» WHAT IS NEEDED
In the entries below, find every line with the string "Result" and copy it.

------------------------

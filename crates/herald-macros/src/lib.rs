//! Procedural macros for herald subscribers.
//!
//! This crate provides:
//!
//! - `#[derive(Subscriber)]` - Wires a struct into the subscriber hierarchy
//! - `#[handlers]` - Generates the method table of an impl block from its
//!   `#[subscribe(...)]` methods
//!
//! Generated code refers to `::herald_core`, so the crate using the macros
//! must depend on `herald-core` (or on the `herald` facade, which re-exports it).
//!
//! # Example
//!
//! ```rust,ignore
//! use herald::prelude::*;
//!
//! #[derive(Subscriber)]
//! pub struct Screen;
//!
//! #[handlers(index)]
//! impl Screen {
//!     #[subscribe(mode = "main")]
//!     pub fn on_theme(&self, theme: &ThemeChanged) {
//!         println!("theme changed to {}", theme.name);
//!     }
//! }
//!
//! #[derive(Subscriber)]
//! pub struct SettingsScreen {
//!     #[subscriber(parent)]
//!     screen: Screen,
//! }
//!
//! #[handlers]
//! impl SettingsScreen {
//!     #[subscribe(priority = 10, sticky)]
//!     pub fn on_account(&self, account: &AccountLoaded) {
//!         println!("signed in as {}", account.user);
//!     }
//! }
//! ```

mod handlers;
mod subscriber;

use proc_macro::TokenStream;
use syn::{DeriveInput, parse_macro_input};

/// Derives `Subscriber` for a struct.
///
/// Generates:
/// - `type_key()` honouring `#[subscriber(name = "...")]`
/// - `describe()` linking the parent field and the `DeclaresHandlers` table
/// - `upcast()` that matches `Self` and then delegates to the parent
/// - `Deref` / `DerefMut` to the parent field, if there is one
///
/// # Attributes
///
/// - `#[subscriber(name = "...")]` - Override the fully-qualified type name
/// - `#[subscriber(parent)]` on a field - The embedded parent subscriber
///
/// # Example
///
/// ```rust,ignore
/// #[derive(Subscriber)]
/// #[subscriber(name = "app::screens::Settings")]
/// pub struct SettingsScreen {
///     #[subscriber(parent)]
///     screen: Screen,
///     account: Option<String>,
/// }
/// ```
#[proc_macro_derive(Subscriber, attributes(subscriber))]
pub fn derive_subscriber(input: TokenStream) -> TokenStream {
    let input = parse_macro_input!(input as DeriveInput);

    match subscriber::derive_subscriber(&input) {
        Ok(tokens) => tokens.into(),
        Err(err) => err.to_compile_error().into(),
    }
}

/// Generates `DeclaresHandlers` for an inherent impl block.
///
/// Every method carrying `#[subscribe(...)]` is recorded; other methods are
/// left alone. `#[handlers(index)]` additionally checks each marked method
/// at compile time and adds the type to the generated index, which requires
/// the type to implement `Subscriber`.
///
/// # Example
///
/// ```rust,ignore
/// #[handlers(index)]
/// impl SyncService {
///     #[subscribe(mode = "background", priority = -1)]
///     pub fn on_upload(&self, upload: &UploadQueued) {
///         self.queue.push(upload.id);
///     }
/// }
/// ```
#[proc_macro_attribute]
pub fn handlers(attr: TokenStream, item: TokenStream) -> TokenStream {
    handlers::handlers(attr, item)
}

------------------------

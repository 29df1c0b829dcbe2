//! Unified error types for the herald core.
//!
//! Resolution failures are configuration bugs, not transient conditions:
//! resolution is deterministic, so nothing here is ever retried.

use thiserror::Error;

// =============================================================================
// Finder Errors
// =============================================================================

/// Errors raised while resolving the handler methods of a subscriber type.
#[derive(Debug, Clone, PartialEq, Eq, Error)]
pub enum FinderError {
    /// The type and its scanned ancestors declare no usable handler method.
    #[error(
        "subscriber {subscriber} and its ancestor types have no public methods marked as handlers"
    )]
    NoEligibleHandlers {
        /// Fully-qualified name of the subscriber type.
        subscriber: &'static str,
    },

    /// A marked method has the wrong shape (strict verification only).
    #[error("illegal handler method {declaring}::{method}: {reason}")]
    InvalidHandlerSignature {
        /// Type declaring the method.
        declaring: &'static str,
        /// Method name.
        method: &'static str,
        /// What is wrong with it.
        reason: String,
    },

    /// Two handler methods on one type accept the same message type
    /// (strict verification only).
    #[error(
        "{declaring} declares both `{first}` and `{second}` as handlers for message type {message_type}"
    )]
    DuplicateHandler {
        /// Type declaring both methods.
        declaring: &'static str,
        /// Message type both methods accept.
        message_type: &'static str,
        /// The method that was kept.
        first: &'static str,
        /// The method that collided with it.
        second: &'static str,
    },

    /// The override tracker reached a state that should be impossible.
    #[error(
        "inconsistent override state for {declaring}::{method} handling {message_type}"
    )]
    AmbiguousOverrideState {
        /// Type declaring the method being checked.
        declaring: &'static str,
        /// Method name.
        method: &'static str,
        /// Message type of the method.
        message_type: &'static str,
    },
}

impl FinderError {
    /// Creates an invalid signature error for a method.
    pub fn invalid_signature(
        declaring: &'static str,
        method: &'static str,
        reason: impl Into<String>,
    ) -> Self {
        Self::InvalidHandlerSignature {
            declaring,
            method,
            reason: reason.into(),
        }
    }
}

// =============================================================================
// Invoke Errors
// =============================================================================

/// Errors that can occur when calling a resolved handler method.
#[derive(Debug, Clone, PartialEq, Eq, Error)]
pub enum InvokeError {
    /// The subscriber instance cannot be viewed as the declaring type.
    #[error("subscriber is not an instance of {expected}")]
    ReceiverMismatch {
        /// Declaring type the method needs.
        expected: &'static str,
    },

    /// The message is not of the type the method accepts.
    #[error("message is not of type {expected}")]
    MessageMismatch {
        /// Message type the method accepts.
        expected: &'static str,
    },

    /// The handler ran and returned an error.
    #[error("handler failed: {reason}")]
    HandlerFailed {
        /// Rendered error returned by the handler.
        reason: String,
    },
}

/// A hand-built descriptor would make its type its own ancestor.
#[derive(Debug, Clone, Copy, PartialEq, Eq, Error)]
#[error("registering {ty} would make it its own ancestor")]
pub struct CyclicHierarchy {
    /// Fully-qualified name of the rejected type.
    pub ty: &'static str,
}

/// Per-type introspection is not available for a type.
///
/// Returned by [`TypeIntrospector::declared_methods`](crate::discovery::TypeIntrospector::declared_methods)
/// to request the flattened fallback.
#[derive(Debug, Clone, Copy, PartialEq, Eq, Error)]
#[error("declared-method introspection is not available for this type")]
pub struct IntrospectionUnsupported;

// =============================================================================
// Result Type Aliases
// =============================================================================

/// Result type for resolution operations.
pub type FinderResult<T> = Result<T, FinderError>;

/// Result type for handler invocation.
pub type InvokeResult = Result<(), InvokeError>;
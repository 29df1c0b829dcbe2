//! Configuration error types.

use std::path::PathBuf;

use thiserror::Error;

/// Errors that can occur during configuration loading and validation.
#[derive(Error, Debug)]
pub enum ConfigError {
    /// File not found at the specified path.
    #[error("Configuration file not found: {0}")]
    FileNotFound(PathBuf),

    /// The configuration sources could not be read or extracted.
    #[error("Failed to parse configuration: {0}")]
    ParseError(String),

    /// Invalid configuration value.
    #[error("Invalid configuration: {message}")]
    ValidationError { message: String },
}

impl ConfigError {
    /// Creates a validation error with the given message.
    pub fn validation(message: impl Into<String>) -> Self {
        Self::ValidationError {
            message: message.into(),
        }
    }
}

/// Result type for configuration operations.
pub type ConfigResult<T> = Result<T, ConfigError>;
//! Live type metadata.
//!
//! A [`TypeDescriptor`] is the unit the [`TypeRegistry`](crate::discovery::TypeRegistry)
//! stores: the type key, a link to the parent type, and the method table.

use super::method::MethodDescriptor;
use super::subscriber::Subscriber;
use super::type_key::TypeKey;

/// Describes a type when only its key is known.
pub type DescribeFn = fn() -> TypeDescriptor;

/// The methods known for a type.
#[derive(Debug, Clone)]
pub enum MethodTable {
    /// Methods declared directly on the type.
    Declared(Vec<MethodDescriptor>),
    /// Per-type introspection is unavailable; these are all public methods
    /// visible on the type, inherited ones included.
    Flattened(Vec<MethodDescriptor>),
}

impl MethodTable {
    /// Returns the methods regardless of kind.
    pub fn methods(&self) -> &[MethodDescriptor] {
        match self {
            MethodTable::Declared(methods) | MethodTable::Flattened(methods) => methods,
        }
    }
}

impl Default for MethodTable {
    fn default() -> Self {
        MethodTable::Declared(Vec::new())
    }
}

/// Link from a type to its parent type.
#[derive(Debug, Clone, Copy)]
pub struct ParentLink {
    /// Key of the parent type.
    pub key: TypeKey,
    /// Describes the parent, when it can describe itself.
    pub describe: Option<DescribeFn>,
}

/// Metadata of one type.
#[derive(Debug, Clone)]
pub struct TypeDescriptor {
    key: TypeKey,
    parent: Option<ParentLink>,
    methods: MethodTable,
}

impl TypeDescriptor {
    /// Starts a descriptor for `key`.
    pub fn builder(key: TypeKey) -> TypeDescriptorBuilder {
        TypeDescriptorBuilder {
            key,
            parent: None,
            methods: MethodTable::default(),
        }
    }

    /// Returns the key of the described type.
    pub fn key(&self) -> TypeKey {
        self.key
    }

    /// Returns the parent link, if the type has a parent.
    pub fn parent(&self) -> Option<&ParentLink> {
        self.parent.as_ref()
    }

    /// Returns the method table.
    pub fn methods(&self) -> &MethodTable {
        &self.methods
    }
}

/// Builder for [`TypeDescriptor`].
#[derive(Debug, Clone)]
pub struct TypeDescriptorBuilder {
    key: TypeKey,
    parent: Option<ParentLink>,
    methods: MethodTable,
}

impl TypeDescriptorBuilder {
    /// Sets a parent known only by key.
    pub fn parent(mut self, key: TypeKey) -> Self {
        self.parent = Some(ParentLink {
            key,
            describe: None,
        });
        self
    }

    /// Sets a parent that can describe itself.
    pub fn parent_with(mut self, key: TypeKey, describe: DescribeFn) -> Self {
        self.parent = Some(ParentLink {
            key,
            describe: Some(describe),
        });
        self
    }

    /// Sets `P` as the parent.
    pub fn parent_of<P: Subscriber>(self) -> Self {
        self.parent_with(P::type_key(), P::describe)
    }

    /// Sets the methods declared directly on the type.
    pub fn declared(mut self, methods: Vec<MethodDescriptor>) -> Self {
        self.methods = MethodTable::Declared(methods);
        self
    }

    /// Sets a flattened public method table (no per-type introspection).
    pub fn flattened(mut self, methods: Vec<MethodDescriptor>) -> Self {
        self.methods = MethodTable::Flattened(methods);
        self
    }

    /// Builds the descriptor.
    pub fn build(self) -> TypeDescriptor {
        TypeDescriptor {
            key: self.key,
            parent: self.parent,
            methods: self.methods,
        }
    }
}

------------------------

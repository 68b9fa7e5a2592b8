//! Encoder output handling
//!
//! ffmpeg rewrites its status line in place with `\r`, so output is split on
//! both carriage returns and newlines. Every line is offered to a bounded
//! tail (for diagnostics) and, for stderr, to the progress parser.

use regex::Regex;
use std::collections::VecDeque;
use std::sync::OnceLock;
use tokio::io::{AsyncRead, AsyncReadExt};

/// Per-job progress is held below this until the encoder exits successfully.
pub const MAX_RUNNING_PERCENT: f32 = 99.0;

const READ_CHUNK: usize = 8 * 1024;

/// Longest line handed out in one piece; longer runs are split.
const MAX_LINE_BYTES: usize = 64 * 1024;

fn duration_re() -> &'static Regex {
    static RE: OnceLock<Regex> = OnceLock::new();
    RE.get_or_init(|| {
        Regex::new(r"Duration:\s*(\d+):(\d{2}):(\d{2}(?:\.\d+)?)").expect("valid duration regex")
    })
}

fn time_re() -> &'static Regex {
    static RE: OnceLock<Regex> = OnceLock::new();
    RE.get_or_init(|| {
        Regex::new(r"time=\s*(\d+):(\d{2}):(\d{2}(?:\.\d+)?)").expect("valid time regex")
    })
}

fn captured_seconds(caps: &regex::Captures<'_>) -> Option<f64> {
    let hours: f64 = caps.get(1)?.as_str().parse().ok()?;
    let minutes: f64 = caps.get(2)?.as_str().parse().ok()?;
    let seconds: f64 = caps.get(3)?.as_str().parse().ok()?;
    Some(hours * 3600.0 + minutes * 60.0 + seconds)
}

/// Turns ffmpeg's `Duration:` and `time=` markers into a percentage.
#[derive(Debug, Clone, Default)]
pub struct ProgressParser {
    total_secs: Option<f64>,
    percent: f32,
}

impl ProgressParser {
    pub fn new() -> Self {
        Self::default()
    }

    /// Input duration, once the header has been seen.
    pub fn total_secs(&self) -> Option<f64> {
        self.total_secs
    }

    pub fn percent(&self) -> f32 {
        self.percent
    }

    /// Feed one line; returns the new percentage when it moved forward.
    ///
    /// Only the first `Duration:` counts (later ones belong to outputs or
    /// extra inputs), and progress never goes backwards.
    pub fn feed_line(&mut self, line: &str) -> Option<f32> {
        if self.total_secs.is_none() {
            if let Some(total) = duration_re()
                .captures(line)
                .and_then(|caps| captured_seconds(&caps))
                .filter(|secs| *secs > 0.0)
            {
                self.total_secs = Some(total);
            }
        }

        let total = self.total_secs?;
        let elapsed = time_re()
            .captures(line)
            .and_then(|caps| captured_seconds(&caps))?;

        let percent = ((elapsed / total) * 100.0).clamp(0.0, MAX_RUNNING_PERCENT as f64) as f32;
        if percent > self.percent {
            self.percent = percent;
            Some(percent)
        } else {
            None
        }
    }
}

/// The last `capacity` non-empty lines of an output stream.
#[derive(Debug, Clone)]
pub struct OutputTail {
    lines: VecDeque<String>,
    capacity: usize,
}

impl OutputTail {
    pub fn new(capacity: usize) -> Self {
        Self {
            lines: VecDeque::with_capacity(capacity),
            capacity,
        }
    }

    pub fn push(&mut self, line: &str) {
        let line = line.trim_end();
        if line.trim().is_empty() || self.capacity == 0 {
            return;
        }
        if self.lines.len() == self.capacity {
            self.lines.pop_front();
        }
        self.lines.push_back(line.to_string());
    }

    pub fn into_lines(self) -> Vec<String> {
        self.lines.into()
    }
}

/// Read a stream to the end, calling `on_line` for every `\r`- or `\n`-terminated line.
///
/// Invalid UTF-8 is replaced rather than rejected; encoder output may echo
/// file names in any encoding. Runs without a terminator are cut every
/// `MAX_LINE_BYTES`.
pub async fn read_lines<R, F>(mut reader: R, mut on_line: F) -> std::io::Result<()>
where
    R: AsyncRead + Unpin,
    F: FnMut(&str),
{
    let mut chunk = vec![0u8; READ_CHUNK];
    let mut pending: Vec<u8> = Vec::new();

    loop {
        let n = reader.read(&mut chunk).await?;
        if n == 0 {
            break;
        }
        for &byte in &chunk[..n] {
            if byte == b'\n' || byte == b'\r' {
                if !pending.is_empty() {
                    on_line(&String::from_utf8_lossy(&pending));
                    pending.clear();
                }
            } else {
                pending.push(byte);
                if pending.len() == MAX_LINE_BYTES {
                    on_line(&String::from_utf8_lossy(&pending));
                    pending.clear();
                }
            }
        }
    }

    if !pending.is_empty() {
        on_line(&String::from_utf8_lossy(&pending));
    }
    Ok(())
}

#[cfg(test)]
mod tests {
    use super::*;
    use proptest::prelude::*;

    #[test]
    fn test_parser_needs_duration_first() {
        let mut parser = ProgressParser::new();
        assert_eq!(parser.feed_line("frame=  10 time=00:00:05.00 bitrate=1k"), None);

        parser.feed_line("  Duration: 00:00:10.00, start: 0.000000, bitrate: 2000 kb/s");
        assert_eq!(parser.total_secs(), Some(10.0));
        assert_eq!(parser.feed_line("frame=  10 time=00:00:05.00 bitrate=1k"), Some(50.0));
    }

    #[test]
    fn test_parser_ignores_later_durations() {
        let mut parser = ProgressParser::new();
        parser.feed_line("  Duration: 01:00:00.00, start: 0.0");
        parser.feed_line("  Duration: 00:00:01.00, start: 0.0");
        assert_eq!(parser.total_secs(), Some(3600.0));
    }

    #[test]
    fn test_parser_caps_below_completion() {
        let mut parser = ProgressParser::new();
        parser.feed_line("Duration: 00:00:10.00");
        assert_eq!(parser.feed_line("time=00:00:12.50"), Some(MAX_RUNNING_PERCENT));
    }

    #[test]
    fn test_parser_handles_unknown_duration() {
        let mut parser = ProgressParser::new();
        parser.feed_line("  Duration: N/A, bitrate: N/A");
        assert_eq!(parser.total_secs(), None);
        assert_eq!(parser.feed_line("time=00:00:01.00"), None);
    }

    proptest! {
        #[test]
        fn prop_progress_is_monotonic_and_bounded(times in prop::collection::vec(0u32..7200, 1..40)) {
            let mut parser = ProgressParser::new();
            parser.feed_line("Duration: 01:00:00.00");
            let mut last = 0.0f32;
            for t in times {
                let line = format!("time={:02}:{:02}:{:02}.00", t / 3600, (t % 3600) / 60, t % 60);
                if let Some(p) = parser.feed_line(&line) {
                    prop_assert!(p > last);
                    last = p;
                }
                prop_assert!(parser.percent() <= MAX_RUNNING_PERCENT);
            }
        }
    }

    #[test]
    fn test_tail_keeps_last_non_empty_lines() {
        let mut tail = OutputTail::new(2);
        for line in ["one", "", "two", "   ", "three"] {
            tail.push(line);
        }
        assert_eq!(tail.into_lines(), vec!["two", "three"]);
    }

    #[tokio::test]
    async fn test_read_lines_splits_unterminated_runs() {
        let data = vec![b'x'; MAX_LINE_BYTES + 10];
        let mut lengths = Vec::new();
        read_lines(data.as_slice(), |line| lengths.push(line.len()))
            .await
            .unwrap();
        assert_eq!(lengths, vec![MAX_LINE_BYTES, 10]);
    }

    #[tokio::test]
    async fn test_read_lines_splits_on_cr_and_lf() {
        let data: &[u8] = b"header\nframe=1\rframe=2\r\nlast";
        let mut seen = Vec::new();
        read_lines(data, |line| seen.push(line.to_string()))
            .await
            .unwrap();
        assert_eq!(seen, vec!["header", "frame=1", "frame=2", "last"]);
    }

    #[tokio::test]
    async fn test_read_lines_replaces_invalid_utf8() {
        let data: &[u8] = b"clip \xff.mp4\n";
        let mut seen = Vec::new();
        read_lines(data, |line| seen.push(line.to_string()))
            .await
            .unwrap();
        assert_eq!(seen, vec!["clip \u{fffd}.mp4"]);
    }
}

------------------------

» YOUR SOLUTION
// Result Type Aliases
/// Result type for resolution operations.
pub type FinderResult<T> = Result<T, FinderError>;
/// Result type for handler invocation.
pub type InvokeResult = Result<(), InvokeError>;
/// Result type for configuration operations.
pub type ConfigResult<T> = Result<T, ConfigError>;
pub async fn read_lines<R, F>(mut reader: R, mut on_line: F) -> std::io::Result<()>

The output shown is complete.